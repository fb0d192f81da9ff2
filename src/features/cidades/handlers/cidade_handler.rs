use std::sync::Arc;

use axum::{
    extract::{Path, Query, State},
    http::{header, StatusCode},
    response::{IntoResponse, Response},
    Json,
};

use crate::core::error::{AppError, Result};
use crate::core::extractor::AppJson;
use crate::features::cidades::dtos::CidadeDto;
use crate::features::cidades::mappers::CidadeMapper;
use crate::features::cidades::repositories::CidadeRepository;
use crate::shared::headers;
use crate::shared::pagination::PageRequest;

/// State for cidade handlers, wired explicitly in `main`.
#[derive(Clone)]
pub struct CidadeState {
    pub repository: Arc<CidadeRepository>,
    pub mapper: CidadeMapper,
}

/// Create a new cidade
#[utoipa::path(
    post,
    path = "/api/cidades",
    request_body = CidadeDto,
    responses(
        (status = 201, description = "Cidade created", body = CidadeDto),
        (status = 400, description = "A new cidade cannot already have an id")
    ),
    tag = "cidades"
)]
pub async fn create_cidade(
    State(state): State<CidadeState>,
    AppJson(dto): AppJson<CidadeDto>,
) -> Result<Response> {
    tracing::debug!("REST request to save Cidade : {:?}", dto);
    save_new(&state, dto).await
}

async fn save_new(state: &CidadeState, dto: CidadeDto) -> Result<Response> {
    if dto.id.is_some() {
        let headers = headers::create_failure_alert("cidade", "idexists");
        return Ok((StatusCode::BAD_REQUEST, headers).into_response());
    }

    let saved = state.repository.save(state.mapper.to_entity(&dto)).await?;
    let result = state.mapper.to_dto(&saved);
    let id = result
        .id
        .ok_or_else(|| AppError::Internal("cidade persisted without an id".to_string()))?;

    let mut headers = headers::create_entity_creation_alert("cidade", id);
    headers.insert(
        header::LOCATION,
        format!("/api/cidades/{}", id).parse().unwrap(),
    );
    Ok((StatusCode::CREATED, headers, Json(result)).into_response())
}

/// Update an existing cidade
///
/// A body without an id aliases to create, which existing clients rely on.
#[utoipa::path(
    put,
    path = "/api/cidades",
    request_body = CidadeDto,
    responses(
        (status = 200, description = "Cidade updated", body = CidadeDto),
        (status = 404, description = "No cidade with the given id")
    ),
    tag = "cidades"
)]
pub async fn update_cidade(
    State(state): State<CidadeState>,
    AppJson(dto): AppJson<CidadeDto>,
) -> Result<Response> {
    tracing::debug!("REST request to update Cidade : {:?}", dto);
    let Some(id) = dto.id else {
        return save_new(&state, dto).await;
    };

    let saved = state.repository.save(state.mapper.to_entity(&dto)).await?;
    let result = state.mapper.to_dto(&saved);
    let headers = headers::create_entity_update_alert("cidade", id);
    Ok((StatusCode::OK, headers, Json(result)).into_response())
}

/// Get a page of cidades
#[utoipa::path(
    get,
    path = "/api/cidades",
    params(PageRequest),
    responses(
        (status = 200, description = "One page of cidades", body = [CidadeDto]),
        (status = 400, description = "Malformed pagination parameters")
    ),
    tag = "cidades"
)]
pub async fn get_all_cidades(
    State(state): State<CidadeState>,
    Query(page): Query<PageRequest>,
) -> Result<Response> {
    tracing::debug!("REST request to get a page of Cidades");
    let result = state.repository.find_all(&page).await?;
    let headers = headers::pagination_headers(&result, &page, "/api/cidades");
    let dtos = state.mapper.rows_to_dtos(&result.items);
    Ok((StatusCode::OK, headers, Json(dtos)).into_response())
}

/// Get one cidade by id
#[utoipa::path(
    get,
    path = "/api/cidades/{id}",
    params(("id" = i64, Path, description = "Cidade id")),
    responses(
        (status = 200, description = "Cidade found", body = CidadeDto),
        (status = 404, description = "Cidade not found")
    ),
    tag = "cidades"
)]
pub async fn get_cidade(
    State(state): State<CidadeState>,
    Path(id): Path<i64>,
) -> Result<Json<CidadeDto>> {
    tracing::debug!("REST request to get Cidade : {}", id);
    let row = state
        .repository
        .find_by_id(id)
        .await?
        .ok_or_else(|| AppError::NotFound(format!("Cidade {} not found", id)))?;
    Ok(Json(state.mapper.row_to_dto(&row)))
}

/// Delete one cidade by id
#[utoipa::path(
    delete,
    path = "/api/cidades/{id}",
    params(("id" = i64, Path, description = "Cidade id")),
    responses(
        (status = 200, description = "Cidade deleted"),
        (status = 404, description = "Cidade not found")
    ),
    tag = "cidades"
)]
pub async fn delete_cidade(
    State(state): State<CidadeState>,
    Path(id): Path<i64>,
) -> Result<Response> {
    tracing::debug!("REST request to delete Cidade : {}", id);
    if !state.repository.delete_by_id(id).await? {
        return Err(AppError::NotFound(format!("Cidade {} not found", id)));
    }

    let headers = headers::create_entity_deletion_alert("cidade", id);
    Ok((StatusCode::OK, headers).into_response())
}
================================
AIM OF THE EXERCISE »
Write an exact transcription of every entry above.

ANSWER BELOW »
repository fb0d192f81da9ff2
filename src/features/cidades/handlers/cidade_handler.rs
use std::sync::Arc;

use axum::{
    extract::{Path, Query, State},
    http::{header, StatusCode},
    response::{IntoResponse, Response},
    Json,
};

use crate::core::error::{AppError, Result};
use crate::core::extractor::AppJson;
use crate::features::cidades::dtos::CidadeDto;
use crate::features::cidades::mappers::CidadeMapper;
use crate::features::cidades::repositories::CidadeRepository;
use crate::shared::headers;
use crate::shared::pagination::PageRequest;

/// State for cidade handlers, wired explicitly in `main`.
#[derive(Clone)]
pub struct CidadeState {
    pub repository: Arc<CidadeRepository>,
    pub mapper: CidadeMapper,
}

/// Create a new cidade
#[utoipa::path(
    post,
    path = "/api/cidades",
    request_body = CidadeDto,
    responses(
        (status = 201, description = "Cidade created", body = CidadeDto),
        (status = 400, description = "A new cidade cannot already have an id")
    ),
    tag = "cidades"
)]
pub async fn create_cidade(
    State(state): State<CidadeState>,
    AppJson(dto): AppJson<CidadeDto>,
) -> Result<Response> {
    tracing::debug!("REST request to save Cidade : {:?}", dto);
    save_new(&state, dto).await
}

async fn save_new(state: &CidadeState, dto: CidadeDto) -> Result<Response> {
    if dto.id.is_some() {
        let headers = headers::create_failure_alert("cidade", "idexists");
        return Ok((StatusCode::BAD_REQUEST, headers).into_response());
    }

    let saved = state.repository.save(state.mapper.to_entity(&dto)).await?;
    let result = state.mapper.to_dto(&saved);
    let id = result
        .id
        .ok_or_else(|| AppError::Internal("cidade persisted without an id".to_string()))?;

    let mut headers = headers::create_entity_creation_alert("cidade", id);
    headers.insert(
        header::LOCATION,
        format!("/api/cidades/{}", id).parse().unwrap(),
    );
    Ok((StatusCode::CREATED, headers, Json(result)).into_response())
}

/// Update an existing cidade
///
/// A body without an id aliases to create, which existing clients rely on.
#[utoipa::path(
    put,
    path = "/api/cidades",
    request_body = CidadeDto,
    responses(
        (status = 200, description = "Cidade updated", body = CidadeDto),
        (status = 404, description = "No cidade with the given id")
    ),
    tag = "cidades"
)]
pub async fn update_cidade(
    State(state): State<CidadeState>,
    AppJson(dto): AppJson<CidadeDto>,
) -> Result<Response> {
    tracing::debug!("REST request to update Cidade : {:?}", dto);
    let Some(id) = dto.id else {
        return save_new(&state, dto).await;
    };

    let saved = state.repository.save(state.mapper.to_entity(&dto)).await?;
    let result = state.mapper.to_dto(&saved);
    let headers = headers::create_entity_update_alert("cidade", id);
    Ok((StatusCode::OK, headers, Json(result)).into_response())
}

/// Get a page of cidades
#[utoipa::path(
    get,
    path = "/api/cidades",
    params(PageRequest),
    responses(
        (status = 200, description = "One page of cidades", body = [CidadeDto]),
        (status = 400, description = "Malformed pagination parameters")
    ),
    tag = "cidades"
)]
pub async fn get_all_cidades(
    State(state): State<CidadeState>,
    Query(page): Query<PageRequest>,
) -> Result<Response> {
    tracing::debug!("REST request to get a page of Cidades");
    let result = state.repository.find_all(&page).await?;
    let headers = headers::pagination_headers(&result, &page, "/api/cidades");
    let dtos = state.mapper.rows_to_dtos(&result.items);
    Ok((StatusCode::OK, headers, Json(dtos)).into_response())
}

/// Get one cidade by id
#[utoipa::path(
    get,
    path = "/api/cidades/{id}",
    params(("id" = i64, Path, description = "Cidade id")),
    responses(
        (status = 200, description = "Cidade found", body = CidadeDto),
        (status = 404, description = "Cidade not found")
    ),
    tag = "cidades"
)]
pub async fn get_cidade(
    State(state): State<CidadeState>,
    Path(id): Path<i64>,
) -> Result<Json<CidadeDto>> {
    tracing::debug!("REST request to get Cidade : {}", id);
    let row = state
        .repository
        .find_by_id(id)
        .await?
        .ok_or_else(|| AppError::NotFound(format!("Cidade {} not found", id)))?;
    Ok(Json(state.mapper.row_to_dto(&row)))
}

/// Delete one cidade by id
#[utoipa::path(
    delete,
    path = "/api/cidades/{id}",
    params(("id" = i64, Path, description = "Cidade id")),
    responses(
        (status = 200, description = "Cidade deleted"),
        (status = 404, description = "Cidade not found")
    ),
    tag = "cidades"
)]
pub async fn delete_cidade(
    State(state): State<CidadeState>,
    Path(id): Path<i64>,
) -> Result<Response> {
    tracing::debug!("REST request to delete Cidade : {}", id);
    if !state.repository.delete_by_id(id).await? {
        return Err(AppError::NotFound(format!("Cidade {} not found", id)));
    }

    let headers = headers::create_entity_deletion_alert("cidade", id);
    Ok((StatusCode::OK, headers).into_response())
}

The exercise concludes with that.